Il Bronzino worked for Cosimo I de’ Medici. The first recorded mention of tomatoes in Italy is actually in a letter from de’ Medici sent on October 31, 1548, where he mentions receiving a shipment of tomatoes successfully. But they weren’t used in the salad, because at the time, tomatoes were considered an ornamental plant. Ponder that–while Bronzino wrote about onion panzanella, de’ Medici put tomatoes on the table as decoration.

Tomatoes are members of the nightshade family. Europe was familiar with a related plant, one they called belladonna after they found that it could be used to infuse eyedrops that would dilate a woman’s pupils to make her look high seductive. They also found it could be used to kill someone via poisoning. Besides, tomatoes grew on the ground. How hungry would you have to be to roll the dice and eat a tomato, really?

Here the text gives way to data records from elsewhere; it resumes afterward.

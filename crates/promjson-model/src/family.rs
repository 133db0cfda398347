use std::{collections::BTreeMap, fmt, str::FromStr};

use serde::{Deserialize, Serialize};

use crate::{Entry, Histogram, Labels, Metric, ModelError, ModelResult, Summary};

/// Metric type of a family, serialized the way the exposition format names it.
#[derive(Debug, Clone, Copy, PartialEq, Eq, Hash, Serialize, Deserialize)]
#[serde(rename_all = "UPPERCASE")]
pub enum FamilyType {
    Counter,
    Gauge,
    Untyped,
    Summary,
    Histogram,
}

impl FamilyType {
    /// Returns the upper-case type name.
    pub fn as_str(&self) -> &'static str {
        match self {
            FamilyType::Counter => "COUNTER",
            FamilyType::Gauge => "GAUGE",
            FamilyType::Untyped => "UNTYPED",
            FamilyType::Summary => "SUMMARY",
            FamilyType::Histogram => "HISTOGRAM",
        }
    }

    /// Returns `true` for types whose series carry a single value.
    pub fn is_scalar(&self) -> bool {
        matches!(
            self,
            FamilyType::Counter | FamilyType::Gauge | FamilyType::Untyped
        )
    }

    /// Returns `true` if `entry` has the shape this type requires.
    pub fn accepts(&self, entry: &Entry) -> bool {
        match entry {
            Entry::Metric(_) => self.is_scalar(),
            Entry::Summary(_) => *self == FamilyType::Summary,
            Entry::Histogram(_) => *self == FamilyType::Histogram,
        }
    }
}

impl fmt::Display for FamilyType {
    fn fmt(&self, f: &mut fmt::Formatter<'_>) -> fmt::Result {
        f.write_str(self.as_str())
    }
}

impl FromStr for FamilyType {
    type Err = ModelError;
    fn from_str(s: &str) -> Result<Self, Self::Err> {
        match s.trim().to_ascii_lowercase().as_str() {
            "counter" => Ok(Self::Counter),
            "gauge" => Ok(Self::Gauge),
            "untyped" => Ok(Self::Untyped),
            "summary" => Ok(Self::Summary),
            "histogram" => Ok(Self::Histogram),
            _ => Err(ModelError::UnknownType(s.to_string())),
        }
    }
}

/// One metric family in normalized form.
///
/// Every entry in `metrics` has the shape selected by `kind`; deserialization enforces this.
#[derive(Debug, Clone, PartialEq, Eq, Serialize, Deserialize)]
#[serde(try_from = "RawFamily")]
pub struct Family {
    pub name: String,
    pub help: String,
    #[serde(rename = "type")]
    pub kind: FamilyType,
    #[serde(skip_serializing_if = "Vec::is_empty")]
    pub metrics: Vec<Entry>,
}

impl Family {
    /// Create a family without series.
    pub fn new<N, H>(name: N, help: H, kind: FamilyType) -> Self
    where
        N: Into<String>,
        H: Into<String>,
    {
        Self {
            name: name.into(),
            help: help.into(),
            kind,
            metrics: Vec::new(),
        }
    }

    /// Insert or overwrite a label on every single-value series.
    ///
    /// Summary and histogram series are left untouched.
    pub fn add_label<K, V>(&mut self, key: K, val: V)
    where
        K: Into<String>,
        V: Into<String>,
    {
        let key = key.into();
        let val = val.into();
        for entry in &mut self.metrics {
            if let Entry::Metric(m) = entry {
                m.labels.insert(key.clone(), val.clone());
            }
        }
    }

    /// Number of series.
    pub fn len(&self) -> usize {
        self.metrics.len()
    }

    /// Returns `true` if the family has no series.
    pub fn is_empty(&self) -> bool {
        self.metrics.is_empty()
    }
}

/// Wire shape accepted when reading families back from JSON.
#[derive(Deserialize)]
struct RawFamily {
    name: String,
    #[serde(default)]
    help: String,
    #[serde(rename = "type")]
    kind: FamilyType,
    #[serde(default)]
    metrics: Vec<RawEntry>,
}

#[derive(Deserialize)]
#[serde(deny_unknown_fields)]
struct RawEntry {
    #[serde(default)]
    labels: Labels,
    value: Option<String>,
    quantiles: Option<BTreeMap<String, String>>,
    buckets: Option<BTreeMap<String, String>>,
    count: Option<String>,
    sum: Option<String>,
}

impl RawEntry {
    /// Shape implied by the fields present, independent of the family type.
    fn into_entry(self) -> Option<Entry> {
        match self {
            RawEntry {
                labels,
                value: Some(value),
                quantiles: None,
                buckets: None,
                count: None,
                sum: None,
            } => Some(Entry::Metric(Metric { labels, value })),
            RawEntry {
                labels,
                value: None,
                quantiles,
                buckets: None,
                count: Some(count),
                sum: Some(sum),
            } => Some(Entry::Summary(Summary {
                labels,
                quantiles: quantiles.unwrap_or_default(),
                count,
                sum,
            })),
            RawEntry {
                labels,
                value: None,
                quantiles: None,
                buckets,
                count: Some(count),
                sum: Some(sum),
            } => Some(Entry::Histogram(Histogram {
                labels,
                buckets: buckets.unwrap_or_default(),
                count,
                sum,
            })),
            _ => None,
        }
    }
}

impl TryFrom<RawFamily> for Family {
    type Error = ModelError;
    fn try_from(raw: RawFamily) -> ModelResult<Self> {
        if raw.name.is_empty() {
            return Err(ModelError::Invalid("family name is empty".into()));
        }

        let mut metrics = Vec::with_capacity(raw.metrics.len());
        for (index, entry) in raw.metrics.into_iter().enumerate() {
            // `count` and `sum` alone read as a summary; a histogram family takes them too.
            let entry = match entry.into_entry() {
                Some(Entry::Summary(s))
                    if raw.kind == FamilyType::Histogram && s.quantiles.is_empty() =>
                {
                    Some(Entry::Histogram(Histogram {
                        labels: s.labels,
                        buckets: BTreeMap::new(),
                        count: s.count,
                        sum: s.sum,
                    }))
                }
                other => other,
            };
            match entry {
                Some(entry) if raw.kind.accepts(&entry) => metrics.push(entry),
                _ => {
                    return Err(ModelError::ShapeMismatch {
                        family: raw.name,
                        index,
                        expected: raw.kind.as_str(),
                    });
                }
            }
        }

        Ok(Family {
            name: raw.name,
            help: raw.help,
            kind: raw.kind,
            metrics,
        })
    }
}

It wasn’t until the late 17th century that tomatoes were consumed in Florence, and even then, they were dried, stewed, or otherwise prepared in some way. I’ve looked for the earliest reference to a tomato panzanella but either my Italian isn’t strong enough or the sources that say it dates to the 20th century are correct.

Either way, the panzanella I made here has evolved substantially from its red onion and vinegar roots. I prefer lemon juice, because the garlic and lemon play well together. If I’d had fresh basil, I’d have used that, but what with it being November and all, a little dried oregano is nice, too.

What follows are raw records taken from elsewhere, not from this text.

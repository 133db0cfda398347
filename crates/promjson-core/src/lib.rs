//! Decoding, normalization and the producer/consumer pipeline of promjson.
pub mod decode;
pub mod proto;

mod error;
pub use error::{BoxError, CoreError, CoreResult};

mod normalize;
pub use normalize::{family_type, normalize};

mod pipeline;
pub use pipeline::{DEFAULT_QUEUE_CAPACITY, Pipeline, PipelineConfig};

pub use decode::{DecodeError, Format, RecordSource, decoder_for};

Timing is critical with panzanella. You shouldn’t eat the salad right when you mix the bread in; it needs a few minutes to soak in the dressing. The contrast of textures, from the crisp but soft bread to the goat cheese and avocado slowly melting into the lemon juice and tomato liqueur, is the magic of panzanella–and to truly capture it requires a moment of patience.

It’s something you see a lot of in Italian cuisine, from affogato (coffee and ice cream) to suppli al telefono (fried rice balls stuffed with cheese)–food that relies on a fleeting contrast of texture and intensity of flavor. Panzanella is the perfect firework to accompany a comfort food, like lasagna or chicken cutlets–the accent that lets you taste each soothing bite anew–or as the centerpiece of a light lunch.

From Yesterdish’s recipe box.

Yesterdish’s Avocado and Goat Cheese Panzanella

3/4 loaf bread, cubed (about 4 cups)
5 tomatoes, peeled and chopped
2 chiles, chopped
2 Tbsp. each chopped garlic and parsley
1 tsp. dried oregano
1 bunch green onions, chopped
1/2 red onion, chopped
juice and zest of lemons
12 oz. goat cheese crumbles
olive oil
salt and black pepper
pistachios or dried soybeans
2 avocados, cubed

Cut bread into approximately 1″ cubes. Toss with 1 Tbsp. each of garlic and parsley; add olive oil to coat. Bake at 375 for 20 minutes or until toasted.

Mix tomatoes, chiles, oregano, lemon zest, and lemon juice. Add remaining garlic and parsley, then salt and pepper to taste.

When ready to serve, add green onion, red onion, avocados, and goat cheese crumbles. Toss with croutons. Top with pistachios or dried soybeans.

When in season, use fresh basil instead of dry oregano. Silken tofu marinated in chile paste can sub for goat cheese.